Mahmoud Khalil was a speaker at the conference, so we're going to share some of his remarks to the crowd of thousands of people.

And after his speech, you are going to also hear our exclusive interview with Mahmoud.

So let's start with day one of the conference.

We are at the People's Conference for Palestine in Detroit.

It is Labor Day weekend.

I'm sure folks listening can hear the sound of the crowd in the background.

There were over, I just heard the count, there were over 4,000 registrants for this conference.

It's an amazing, massive group of people here.

And for sure, all of these attendees, I mean, it's People from all over the world who are here, including from Palestine, people from the West Bank and speakers from Gazeh who are going to be virtually attending, virtually speaking on panels.

It's an amazing collective.

I'm a little bit overwhelmed actually at the number of people who are here, the energy that you can feel palpable right now in this massive hall.
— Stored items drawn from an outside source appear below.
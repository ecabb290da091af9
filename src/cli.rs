//! Command-line interface for Wavenote
//!
//! Handles argument parsing and logging configuration.

use clap::{Parser, Subcommand};
use log::LevelFilter;
use std::path::PathBuf;
use std::time::Duration;

/// Wavenote - Voice recorder with live waveforms
#[derive(Parser, Debug)]
#[command(name = "wavenote")]
#[command(author, version, about, long_about = None)]
pub struct Args {
    /// Increase logging verbosity
    /// -v = info, -vv = debug, -vvv = trace, -vvvv = all deps
    #[arg(short, long, action = clap::ArgAction::Count, global = true)]
    pub verbose: u8,

    /// Suppress all output except errors
    #[arg(short, long, global = true)]
    pub quiet: bool,

    /// Recordings directory (overrides settings)
    #[arg(long, global = true)]
    pub dir: Option<PathBuf>,

    /// Settings file
    #[arg(long, global = true)]
    pub settings: Option<PathBuf>,

    #[command(subcommand)]
    pub command: Command,
}

#[derive(Subcommand, Debug)]
pub enum Command {
    /// List recordings, newest first
    List {
        /// Print JSON instead of a table
        #[arg(long)]
        json: bool,
    },
    /// Record raw s16le mono PCM until end of input, a time limit or Ctrl-C
    Record {
        /// Read PCM from a file instead of stdin
        #[arg(long)]
        input: Option<PathBuf>,
        /// Stop after this many seconds
        #[arg(long)]
        seconds: Option<f64>,
    },
    /// Play a recording with a synchronized progress marker
    Play {
        name: String,
        /// Only track progress against the clock, without a sound device
        #[arg(long)]
        silent: bool,
    },
    /// Print a recording's waveform
    Show {
        name: String,
        /// Emit the SVG path for a box of this width
        #[arg(long)]
        width: Option<f32>,
        /// Height of the SVG box
        #[arg(long, default_value_t = 100.0)]
        height: f32,
    },
    /// Rename a recording and its waveform
    Rename { name: String, new_name: String },
    /// Delete a recording and its waveform
    Delete { name: String },
    /// Print the effective settings as JSON
    Config {
        /// Write them to the settings file
        #[arg(long)]
        save: bool,
    },
}

impl Args {
    /// Get the log level filter based on verbosity flags
    pub fn log_level(&self) -> LevelFilter {
        if self.quiet {
            LevelFilter::Error
        } else {
            match self.verbose {
                0 => LevelFilter::Warn,
                1 => LevelFilter::Info,
                2 => LevelFilter::Debug,
                _ => LevelFilter::Trace,
            }
        }
    }
}

/// Convert `--seconds` into a recording time limit
pub fn record_limit(seconds: Option<f64>) -> Result<Option<Duration>, String> {
    let Some(seconds) = seconds else {
        return Ok(None);
    };
    if seconds <= 0.0 {
        return Err("--seconds must be a positive number".to_string());
    }
    Duration::try_from_secs_f64(seconds)
        .map(Some)
        .map_err(|e| format!("--seconds {} is out of range: {}", seconds, e))
}

/// Initialize the logging system based on CLI arguments
pub fn init_logging(args: &Args) {
    let mut builder = env_logger::Builder::new();

    // Base level for all modules - keep at warn to suppress noisy deps
    builder.filter_level(LevelFilter::Warn);

    builder.filter_module("wavenote", args.log_level());

    if args.verbose >= 4 {
        builder.filter_level(args.log_level());
    }

    builder.format_timestamp_millis().init();
}

#[cfg(test)]
mod tests {
    use super::*;

    #[test]
    fn test_verbosity_levels() {
        let args = Args::parse_from(["wavenote", "-vv", "list"]);
        assert_eq!(args.log_level(), LevelFilter::Debug);

        let args = Args::parse_from(["wavenote", "list", "--quiet"]);
        assert_eq!(args.log_level(), LevelFilter::Error);
    }

    #[test]
    fn test_record_limit() {
        assert_eq!(record_limit(None), Ok(None));
        assert_eq!(record_limit(Some(2.5)), Ok(Some(Duration::from_millis(2500))));
        assert!(record_limit(Some(0.0)).is_err());
        assert!(record_limit(Some(-1.0)).is_err());
        assert!(record_limit(Some(f64::NAN)).is_err());
        assert!(record_limit(Some(f64::INFINITY)).is_err());
        assert!(record_limit(Some(1e300)).is_err());
    }

    #[test]
    fn test_subcommands() {
        let args = Args::parse_from(["wavenote", "--dir", "/tmp/r", "rename", "a", "b"]);
        assert_eq!(args.dir, Some(PathBuf::from("/tmp/r")));
        assert!(matches!(
            args.command,
            Command::Rename { ref name, ref new_name } if name == "a" && new_name == "b"
        ));

        let args = Args::parse_from(["wavenote", "play", "take", "--silent"]);
        assert!(matches!(
            args.command,
            Command::Play { ref name, silent: true } if name == "take"
        ));

        let args = Args::parse_from(["wavenote", "record", "--seconds", "2.5"]);
        assert!(matches!(
            args.command,
            Command::Record { input: None, seconds: Some(s) } if s == 2.5
        ));
    }
}
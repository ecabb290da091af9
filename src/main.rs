//! Wavenote - A voice recorder with live waveforms
//!
//! This is the command-line entry point.

mod cli;
mod tokio_runtime;

use anyhow::{anyhow, Context, Result};
use clap::Parser;
use cli::{Args, Command};
use log::info;
#[cfg(not(feature = "audio-output"))]
use log::warn;
use serde::Serialize;
use std::io::{self, Read, Write};
use std::path::PathBuf;
use std::sync::Arc;
use std::time::{Duration, Instant};
use tokio::sync::broadcast::error::RecvError;
use wavenote::audio::{ClockPlayer, Player, ReaderCapture, WavRecorder};
#[cfg(feature = "audio-output")]
use wavenote::audio::OutputPlayer;
use wavenote::render;
use wavenote::settings::Settings;
use wavenote::state::{FsStorage, RecordingLibrary, Storage};
use wavenote::{PlaybackEvent, PlaybackSync, Recording, RecordingSession, Waveform, WaveformStore};

/// Everything a command needs, built once from settings
struct App {
    settings: Settings,
    settings_path: PathBuf,
    storage: Arc<dyn Storage>,
    library: RecordingLibrary,
}

impl App {
    fn new(args: &Args) -> Self {
        let settings_path = args.settings.clone().unwrap_or_else(Settings::default_path);
        let mut settings = Settings::load(&settings_path);
        if let Some(dir) = &args.dir {
            settings.recordings_dir = Some(dir.clone());
        }

        let storage: Arc<dyn Storage> = Arc::new(FsStorage::new());
        let store = Arc::new(WaveformStore::new(storage.clone()));
        let library = RecordingLibrary::new(settings.recordings_dir(), storage.clone(), store);
        Self {
            settings,
            settings_path,
            storage,
            library,
        }
    }

    fn find(&self, name: &str) -> Result<Recording> {
        self.library
            .find(name)
            .ok_or_else(|| anyhow!("No recording named {:?} in {:?}", name, self.library.dir()))
    }
}

#[derive(Serialize)]
struct ListEntry {
    #[serde(flatten)]
    recording: Recording,
    waveform_points: usize,
}

fn main() -> Result<()> {
    // Parse command-line arguments and initialize logging
    let args = Args::parse();
    cli::init_logging(&args);

    let ctx = App::new(&args);
    info!("Using recordings directory {:?}", ctx.library.dir());

    match args.command {
        Command::List { json } => list(&ctx, json),
        Command::Record { input, seconds } => record(&ctx, input, seconds),
        Command::Play { name, silent } => play(&ctx, &name, silent),
        Command::Show {
            name,
            width,
            height,
        } => show(&ctx, &name, width, height),
        Command::Rename { name, new_name } => {
            let recording = ctx.find(&name)?;
            let renamed = ctx
                .library
                .rename(&recording, &new_name)
                .with_context(|| format!("Failed to rename {:?}", name))?;
            println!("Renamed {} -> {}", recording.name, renamed.name);
            Ok(())
        }
        Command::Delete { name } => {
            let recording = ctx.find(&name)?;
            ctx.library
                .delete(&recording)
                .with_context(|| format!("Failed to delete {:?}", name))?;
            println!("Deleted {}", recording.name);
            Ok(())
        }
        Command::Config { save } => {
            println!("{}", serde_json::to_string_pretty(&ctx.settings)?);
            if save {
                ctx.settings
                    .save(&ctx.settings_path)
                    .map_err(|e| anyhow!(e))?;
                eprintln!("Saved settings to {:?}", ctx.settings_path);
            }
            Ok(())
        }
    }
}

fn list(ctx: &App, json: bool) -> Result<()> {
    let recordings = ctx.library.list().context("Failed to list recordings")?;

    if json {
        let entries: Vec<ListEntry> = recordings
            .into_iter()
            .map(|recording| ListEntry {
                waveform_points: ctx.library.waveform(&recording).len(),
                recording,
            })
            .collect();
        println!("{}", serde_json::to_string_pretty(&entries)?);
        return Ok(());
    }

    if recordings.is_empty() {
        println!("No recordings in {:?}", ctx.library.dir());
    }
    for recording in &recordings {
        let created = recording
            .created
            .map(|date| date.format("%Y-%m-%d %H:%M:%S").to_string())
            .unwrap_or_else(|| "-".to_string());
        let waveform = ctx.library.waveform(recording);
        println!(
            "{:<40} {:<20} {}",
            recording.name,
            created,
            render::sparkline(&waveform)
        );
    }
    Ok(())
}

fn record(ctx: &App, input: Option<PathBuf>, seconds: Option<f64>) -> Result<()> {
    let limit = cli::record_limit(seconds).map_err(|e| anyhow!(e))?;

    let source: Box<dyn Read + Send> = match &input {
        Some(path) => Box::new(
            std::fs::File::open(path).with_context(|| format!("Failed to open {:?}", path))?,
        ),
        None => Box::new(io::stdin()),
    };

    let recorder =
        WavRecorder::new(ctx.library.dir()).with_sample_rate(ctx.settings.sample_rate);
    let capture =
        ReaderCapture::new(source, recorder.clone()).with_chunk_bytes(ctx.settings.chunk_bytes);
    let mut session = RecordingSession::new(
        capture,
        ctx.library.store().clone(),
        ctx.storage.clone(),
        recorder,
    )
    .with_max_points(ctx.settings.max_points);

    let finished = tokio_runtime::block_on(async move {
        session.start()?;
        let live = session.live_waveform();
        let deadline = limit.and_then(|limit| Instant::now().checked_add(limit));
        let mut ticker = tokio::time::interval(Duration::from_millis(100));
        let ctrl_c = tokio::signal::ctrl_c();
        tokio::pin!(ctrl_c);

        eprintln!("Recording... (Ctrl-C to stop)");
        loop {
            tokio::select! {
                _ = &mut ctrl_c => break,
                _ = ticker.tick() => {
                    let waveform = live.borrow().clone();
                    eprint!("\r{}", render::sparkline(&waveform));
                    let _ = io::stderr().flush();

                    if !session.capture().is_running() {
                        break;
                    }
                    if deadline.is_some_and(|d| Instant::now() >= d) {
                        break;
                    }
                }
            }
        }
        eprintln!();
        session.stop().await
    })?
    .context("Recording failed")?;

    if let Some(e) = &finished.waveform_error {
        eprintln!("Warning: waveform not saved: {}", e);
    }
    println!(
        "Saved {} ({} waveform points)",
        finished.recording.path.display(),
        finished.waveform.len()
    );
    Ok(())
}

fn play(ctx: &App, name: &str, silent: bool) -> Result<()> {
    let recording = ctx.find(name)?;
    let waveform = ctx.library.store().load(&recording.path);

    if silent {
        return run_playback(ctx, ClockPlayer::new(), recording, waveform);
    }
    play_with_output(ctx, recording, waveform)
}

#[cfg(feature = "audio-output")]
fn play_with_output(ctx: &App, recording: Recording, waveform: Waveform) -> Result<()> {
    run_playback(ctx, OutputPlayer::new(), recording, waveform)
}

#[cfg(not(feature = "audio-output"))]
fn play_with_output(ctx: &App, recording: Recording, waveform: Waveform) -> Result<()> {
    warn!("Built without the audio-output feature, playing silently");
    run_playback(ctx, ClockPlayer::new(), recording, waveform)
}

/// Drive playback of `recording` and draw the progress marker until it ends
fn run_playback<P: Player>(
    ctx: &App,
    player: P,
    recording: Recording,
    waveform: Waveform,
) -> Result<()> {
    let mut sync = PlaybackSync::new(player).with_poll_interval(ctx.settings.poll_interval());

    tokio_runtime::block_on(async move {
        let mut events = sync.subscribe();
        sync.start(&recording.path, waveform.clone())
            .await
            .with_context(|| format!("Failed to play {:?}", recording.name))?;

        let ctrl_c = tokio::signal::ctrl_c();
        tokio::pin!(ctrl_c);
        loop {
            tokio::select! {
                _ = &mut ctrl_c => {
                    sync.stop().await;
                    break;
                }
                event = events.recv() => match event {
                    Ok(PlaybackEvent::Progress(progress)) => {
                        eprint!(
                            "\r{} {:>3.0}%",
                            render::sparkline_with_marker(&waveform, progress),
                            progress * 100.0
                        );
                        let _ = io::stderr().flush();
                    }
                    Ok(PlaybackEvent::Finished) | Err(RecvError::Closed) => break,
                    Ok(_) | Err(RecvError::Lagged(_)) => {}
                },
            }
        }
        eprintln!();
        Ok::<_, anyhow::Error>(())
    })?
}

fn show(ctx: &App, name: &str, width: Option<f32>, height: f32) -> Result<()> {
    let recording = ctx.find(name)?;
    let waveform = ctx.library.store().load(&recording.path);

    match width {
        Some(width) => println!("{}", render::wave_path(&waveform, width, height)),
        None => println!("{}", render::sparkline(&waveform)),
    }
    Ok(())
}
So as I'm looking out at this main hall, it is filled with dozens of vendors, people selling goods from Palestine, artists who are selling their work, organizers, bookstores.

There's a VR station for experiencing what Ghaze looks and feels like right now with Bissan from Ghaze.

I was really looking forward, I think, to coming to the conference for this exact feeling, which is being part of a collective,

the proofs in the masses of people who are here that we are part of a massive global majority that stands in solidarity with Palestine, that is focused and dedicated to Palestinian liberation, and that wants to see an end to this genocide.

Not just an end to the genocide, actually, but organizing and pushing and fighting even beyond that for a free and liberated Palestine from the river to the sea.

And you know, when we're in our locales, whether we're organizing or we're just, you know, people going out into the streets and protesting, it can feel really isolating in this moment.

And being at the People's Conference right now, I am feeling exactly like the power of all of us in one space together.

Obviously, not all of us, not everybody in this global majority, but to have an opportunity to convene with people who are in this movement alongside one another, but this proves like really we are shoulder to shoulder in this fight together.

Okay, so we're going to take you into the main hall where all of the plenary panels and the keynote, the keynote addresses are going to take place.

This ballroom space has been renamed this weekend Anas al-Sharif Hall, of course, after the assassinated reporter in Ghazi, Anas al-Sharif.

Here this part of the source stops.